Main issues with larger scales are (1) are they stable / accurate on your drip tray lid; (2) can you disable the auto-off; (3) will your cup still fit under the PF when it's on the scale.


----------



## Geordie Boy (Nov 26, 2012)

garydyke1 said:


> These are great for weighing beans and weighing a single/double espresso
> 
> http://www.ebay.co.uk/itm/New-300g-x-0-01g-Mini-Digital-Scale-Jewelry-Pocket-Gram-LCD-UK-/181168248008?pt=UK_BOI_Electrical_Test_Measurement_Equipment_ET&hash=item2a2e7814c8


I second these! Really small and responsive, and have a decent time before auto turning-off (my last scales would do it in the middle of a shot)!


----------



## grimpeur (Oct 18, 2013)

If you are looking for brilliant coffee-specific scales for brewing I can recommend the Bonavita scales. Lightning quick response (1ms claimed, I believe them), 0.1g resolution up to 3000g and look fantastic too. They aren't cheap at £85 but they are designed for cafe use primarily and are built to be water resistant and easily cleanable. My local, Brewlab, use three sets in conjunction with an Uber-Boiler for pour over. They come with an AC adaptor or can be powered by 3xAAA batteries. My girlfriend and I use them in the kitchen for weighing cooking ingredients so they were easily justified!

I have a set of the Hario scales at work, they are not great. Build quality is uninspiring for the £50 price and the response time is incredibly slow.

I also have a little set of 0.1g pocket scales by On-Balance. They seem to be pretty accurate and have a good response time too. If I recall correctly were about £15 from one of the local, ahem, headshops here in Edinburgh.

*EDIT: I see that you are talking exclusively about weighing espresso shots. The third in the list would be the ones I would recommend.


----------



## Obnic (Jan 14, 2014)

Hario V60 scale arrived yesterday.

Have to agree with grimpeur (spell checked as grumpy by the way) about speed.
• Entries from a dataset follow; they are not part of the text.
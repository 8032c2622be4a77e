//! User settings persistence.
//!
//! This module handles loading and saving user preferences, currently the
//! preferred caption style and model. Past sessions (photos, caption lists)
//! are deliberately never persisted.

use crate::error::Result;
use crate::style::CaptionStyle;
use directories::ProjectDirs;
use serde::{Deserialize, Serialize};
use std::fs;
use std::path::PathBuf;

/// User-configurable settings persisted between sessions.
///
/// Settings are stored as JSON in the user's config directory
/// (e.g., `~/.config/snapcaption/settings.json` on Linux).
#[derive(Clone, PartialEq, Serialize, Deserialize)]
pub struct Settings {
    /// Selected Gemini model name.
    pub model: String,
    /// Preferred caption style, applied to the next session.
    #[serde(default)]
    pub style: CaptionStyle,
}

impl Settings {
    /// Returns the path to the settings file.
    ///
    /// Creates the config directory if it doesn't exist.
    fn config_path() -> Option<PathBuf> {
        ProjectDirs::from("", "antigravity", "snapcaption").map(|dirs| {
            let config_dir = dirs.config_dir();
            if !config_dir.exists() {
                let _ = fs::create_dir_all(config_dir);
            }
            config_dir.join("settings.json")
        })
    }

    /// Loads settings from disk, falling back to defaults if not found.
    ///
    /// # Arguments
    /// * `default_model` - The model to use if no settings file exists.
    pub fn load(default_model: &str) -> Self {
        Self::config_path()
            .and_then(|path| fs::read_to_string(&path).ok())
            .and_then(|content| serde_json::from_str(&content).ok())
            .unwrap_or_else(|| Self::with_defaults(default_model))
    }

    /// Creates default settings with the specified model.
    pub fn with_defaults(model: &str) -> Self {
        Self {
            model: model.to_string(),
            style: CaptionStyle::Default,
        }
    }

    /// Persists settings to disk.
    ///
    /// # Errors
    /// Returns an error if serialization or file writing fails.
    pub fn save(&self) -> Result<()> {
        if let Some(path) = Self::config_path() {
            let json = serde_json::to_string_pretty(self)?;
            fs::write(path, json)?;
        }
        Ok(())
    }
}

impl Default for Settings {
    fn default() -> Self {
        Self::with_defaults("gemini-flash-latest")
    }
}
//! Error types for the snapcaption-core library.
//!
//! This module provides granular error variants for different failure modes,
//! enabling precise error handling and user-friendly error messages.

use crate::notify::{Notification, Severity};
use thiserror::Error;

/// Errors that can occur within the snapcaption-core library.
///
/// Each variant represents a specific failure mode with contextual information
/// to help diagnose and handle errors appropriately.
#[derive(Error, Debug)]
pub enum AppError {
    /// Configuration-related errors (missing keys, invalid values).
    #[error("Configuration error: {0}")]
    Config(String),

    /// A non-image file was selected for upload.
    #[error("Invalid file type: {0}")]
    InvalidFileType(String),

    /// Reading the selected file failed.
    #[error("Failed to read image file: {0}")]
    ImageRead(#[from] std::io::Error),

    /// Image inspection or encoding failed.
    #[error("Image processing failed: {0}")]
    ImageProcessing(String),

    /// The caption engine call itself failed (network/runtime).
    #[error("Caption engine error: {0}")]
    CaptionEngine(String),

    /// The caption engine did not respond within the configured deadline.
    #[error("Caption engine timed out after {0} seconds")]
    EngineTimeout(u64),

    /// The engine call succeeded but returned zero usable captions.
    #[error("The engine returned no captions")]
    NoCaptionsGenerated,

    /// Writing to the system clipboard failed.
    #[error("Clipboard error: {0}")]
    Clipboard(String),

    /// An unexpected error during a share attempt (excluding user cancellation).
    #[error("Share failed: {0}")]
    Share(String),

    /// JSON serialization/deserialization error.
    #[error("JSON error: {0}")]
    Json(#[from] serde_json::Error),
}

impl AppError {
    /// Creates a configuration error with the given message.
    pub fn config(msg: impl Into<String>) -> Self {
        Self::Config(msg.into())
    }

    /// Creates an image processing error with the given message.
    pub fn image(msg: impl Into<String>) -> Self {
        Self::ImageProcessing(msg.into())
    }

    /// Creates a caption engine error with the given message.
    pub fn engine(msg: impl Into<String>) -> Self {
        Self::CaptionEngine(msg.into())
    }

    /// Creates a clipboard error with the given message.
    pub fn clipboard(msg: impl Into<String>) -> Self {
        Self::Clipboard(msg.into())
    }

    /// Creates a share error with the given message.
    pub fn share(msg: impl Into<String>) -> Self {
        Self::Share(msg.into())
    }

    /// Maps this error to the toast-style notification shown to the user.
    ///
    /// Wording follows the product copy: file-type and empty-result failures
    /// get specific guidance, everything else is a generic "something went
    /// wrong" so internal details never leak into the UI.
    pub fn notification(&self) -> Notification {
        match self {
            Self::InvalidFileType(_) => Notification::new(
                Severity::Error,
                "Invalid file type",
                "Please upload an image file.",
            ),
            Self::NoCaptionsGenerated => Notification::new(
                Severity::Error,
                "Something went wrong",
                "The AI couldn't generate captions for this image. Please try another one.",
            ),
            Self::Share(_) => Notification::new(
                Severity::Error,
                "Share failed",
                "Your photo couldn't be shared. Please try again.",
            ),
            _ => Notification::new(
                Severity::Error,
                "Something went wrong",
                "An unexpected error occurred. Please try again later.",
            ),
        }
    }
}

/// A convenient alias for Result with [`AppError`].
pub type Result<T> = std::result::Result<T, AppError>;
//! Caption export: clipboard copy and tiered sharing.
//!
//! Sharing degrades across heterogeneous platform capabilities as an ordered
//! list of tiers with early exit: file+text share, text-only share (plus a
//! convenience copy), and finally plain copy when no share capability exists
//! at all. User cancellation of a share sheet is a silent no-op everywhere;
//! only unexpected failures reach the notification sink.

use crate::error::{AppError, Result};
use crate::loader::ImagePayload;
use crate::notify::{Notification, Notifier};
use std::time::{Duration, Instant};

/// How long the transient "copied" indicator stays visible.
pub const COPIED_FLASH: Duration = Duration::from_secs(2);

/// Write access to the system clipboard.
pub trait Clipboard {
    fn set_text(&mut self, text: &str) -> Result<()>;
}

/// The real clipboard, backed by arboard.
pub struct SystemClipboard {
    inner: arboard::Clipboard,
}

impl SystemClipboard {
    pub fn new() -> Result<Self> {
        let inner = arboard::Clipboard::new()
            .map_err(|e| AppError::clipboard(format!("Could not access clipboard: {}", e)))?;
        Ok(Self { inner })
    }
}

impl Clipboard for SystemClipboard {
    fn set_text(&mut self, text: &str) -> Result<()> {
        self.inner
            .set_text(text.to_string())
            .map_err(|e| AppError::clipboard(format!("Failed to copy to clipboard: {}", e)))
    }
}

/// What the platform's share surface can do.
#[derive(Clone, Copy, Debug, PartialEq, Eq)]
pub enum ShareCapability {
    /// Can attach the image file alongside the caption text.
    FilesAndText,
    /// Can share plain text only.
    TextOnly,
    /// No share surface at all.
    Unsupported,
}

/// How a share attempt ended, cancellation excluded from the error path.
#[derive(Clone, Copy, Debug, PartialEq, Eq)]
pub enum ShareOutcome {
    Shared,
    /// The user dismissed the share sheet. Not an error.
    Cancelled,
}

/// A platform share surface (native share sheet or equivalent).
pub trait ShareTarget {
    fn capability(&self) -> ShareCapability;
    fn share_file(&mut self, payload: &ImagePayload, caption: &str) -> Result<ShareOutcome>;
    fn share_text(&mut self, caption: &str) -> Result<ShareOutcome>;
}

/// The no-capability target for platforms without a share sheet.
pub struct UnsupportedShare;

impl ShareTarget for UnsupportedShare {
    fn capability(&self) -> ShareCapability {
        ShareCapability::Unsupported
    }

    fn share_file(&mut self, _payload: &ImagePayload, _caption: &str) -> Result<ShareOutcome> {
        Err(AppError::share("file sharing is not supported here"))
    }

    fn share_text(&mut self, _caption: &str) -> Result<ShareOutcome> {
        Err(AppError::share("text sharing is not supported here"))
    }
}

/// Drives copy and share for the user's chosen caption.
pub struct Exporter<C: Clipboard> {
    clipboard: C,
    copied_at: Option<Instant>,
}

impl<C: Clipboard> Exporter<C> {
    pub fn new(clipboard: C) -> Self {
        Self {
            clipboard,
            copied_at: None,
        }
    }

    /// Writes the caption to the clipboard and starts the "copied" flash.
    ///
    /// On failure the flash is simply not started; the caller decides whether
    /// to surface the error.
    pub fn copy(&mut self, caption: &str) -> Result<()> {
        self.clipboard.set_text(caption)?;
        self.copied_at = Some(Instant::now());
        Ok(())
    }

    /// True for [`COPIED_FLASH`] after a successful copy, then false again.
    pub fn is_copied(&self) -> bool {
        self.copied_at
            .is_some_and(|at| at.elapsed() < COPIED_FLASH)
    }

    /// Shares the caption for the current photo through the best available tier.
    ///
    /// Tier order, each final if it succeeds:
    /// 1. file+text share of the image with the caption attached;
    /// 2. text-only share of the caption, plus a convenience copy and a note
    ///    that the image was left out;
    /// 3. plain copy with a note that sharing is unsupported.
    ///
    /// Cancellation produces no notification and changes no state. An
    /// unexpected failure in the attempted tier becomes one error
    /// notification; there is no fallback past the capability-selected tier.
    pub fn share(
        &mut self,
        target: &mut impl ShareTarget,
        payload: &ImagePayload,
        caption: &str,
        notifier: &mut impl Notifier,
    ) {
        let attempt = match target.capability() {
            ShareCapability::FilesAndText => target.share_file(payload, caption),
            ShareCapability::TextOnly => target.share_text(caption),
            ShareCapability::Unsupported => {
                match self.copy(caption) {
                    Ok(()) => notifier.notify(Notification::success(
                        "Sharing unavailable",
                        "Sharing isn't supported on this device, so the caption was copied to your clipboard instead.",
                    )),
                    Err(err) => notifier.notify(err.notification()),
                }
                return;
            }
        };

        match attempt {
            Ok(ShareOutcome::Shared) => {
                if target.capability() == ShareCapability::TextOnly {
                    let _ = self.copy(caption);
                    notifier.notify(Notification::success(
                        "Caption shared",
                        "The image couldn't be attached, so only the caption was shared (and copied for you).",
                    ));
                }
            }
            Ok(ShareOutcome::Cancelled) => {}
            Err(err) => {
                tracing::warn!(error = %err, "share attempt failed");
                notifier.notify(AppError::share(err.to_string()).notification());
            }
        }
    }
}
At low weights (ie espresso weights) it can't keep up. It quite consistently adds 2gms about 4secs after I stop the pull. It's faster with higher weights so probably ideal for drip.

Construction was ok I thought. It's plastic but well produced and a good display. But then I only paid £29 not £50.

It's also quite low profile so works under the portafilter.

Accuracy is fine too (once it settles) it matches the reading on my i1200 bench scale which is proper lab accurate.

All told though low speed means it's far from ideal as an espresso scale.

So, still looking for a good scale with timer.


----------



## Charliej (Feb 25, 2012)

I've just bought these off ebay: http://www.ebay.co.uk/itm/111172234036?ssPageName=STRK:MEWNX:IT&_trksid=p3984.m1497.l2649. Primarily I wanted something with a larger platform that the Hario Drip Decanter will fit on but also tried then out for espresso, lovely fast and smooth response that easily kept up with the espresso shot with no lag at all ordered 8 days ago and arrived this morning from Hong Kong, I think I may have to buy a 2nd set as a back up now.


----------